• [What you have to do]
Show, from the entries below, every line in which "ProgressBar" appears.
++++
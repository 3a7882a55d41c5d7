pub mod cone;
pub mod config;
pub mod patterns;
pub mod resolve;
pub mod search;
pub mod status;

use crate::cli::{Cli, OutputFormat};
use indicatif::{ProgressBar, ProgressStyle};
use skyresolve_core::config::ConfigStoreError;
use skyresolve_core::{
    CancellationToken, ConfigStore, ObjectResolver, ResolveError, ResolverConfig,
};
use std::time::Duration;
use thiserror::Error;

#[derive(Error, Debug)]
pub enum CommandError {
    #[error("Invalid input: {0}")]
    InvalidInput(String),

    #[error("Invalid configuration: {0}")]
    InvalidConfig(String),

    #[error("{0}")]
    Core(#[from] ResolveError),

    #[error("Config file error: {0}")]
    ConfigStore(#[from] ConfigStoreError),

    #[error("Serialization error: {0}")]
    Serialization(#[from] serde_json::Error),

    #[error("IO error: {0}")]
    Io(#[from] std::io::Error),

    #[error("YAML serialization error: {0}")]
    Yaml(#[from] serde_yaml::Error),
}

impl CommandError {
    /// 130 for an interrupted search, 2 for bad input, 1 otherwise.
    pub fn exit_code(&self) -> i32 {
        match self {
            CommandError::Core(ResolveError::Cancelled) => 130,
            CommandError::InvalidInput(_) | CommandError::Core(ResolveError::InvalidInput(_)) => 2,
            _ => 1,
        }
    }
}

pub type Result<T> = std::result::Result<T, CommandError>;

pub fn load_config() -> ResolverConfig {
    ConfigStore::new_default().load()
}

pub fn create_resolver() -> Result<ObjectResolver> {
    let config = load_config();
    config
        .validate()
        .map_err(|e| CommandError::InvalidConfig(e.to_string()))?;
    Ok(ObjectResolver::new(config)?)
}

/// Cancel `token` on the first Ctrl-C.
pub fn cancel_on_ctrl_c(token: &CancellationToken) {
    let token = token.clone();
    tokio::spawn(async move {
        if tokio::signal::ctrl_c().await.is_ok() {
            tracing::info!("Interrupted; cancelling search");
            token.cancel();
        }
    });
}

/// Spinner for pretty output; hidden for machine-readable formats.
pub fn spinner(cli: &Cli, message: impl Into<String>) -> ProgressBar {
    if cli.output != OutputFormat::Pretty {
        return ProgressBar::hidden();
    }
    let spinner = ProgressBar::new_spinner();
    spinner.set_style(
        ProgressStyle::default_spinner()
            .template("{spinner:.green} {msg}")
            .unwrap_or_else(|_| ProgressStyle::default_spinner()),
    );
    spinner.set_message(message.into());
    spinner.enable_steady_tick(Duration::from_millis(100));
    spinner
}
++++
• [Exercise answer]
use indicatif::{ProgressBar, ProgressStyle};
pub fn spinner(cli: &Cli, message: impl Into<String>) -> ProgressBar {
        return ProgressBar::hidden();
    let spinner = ProgressBar::new_spinner();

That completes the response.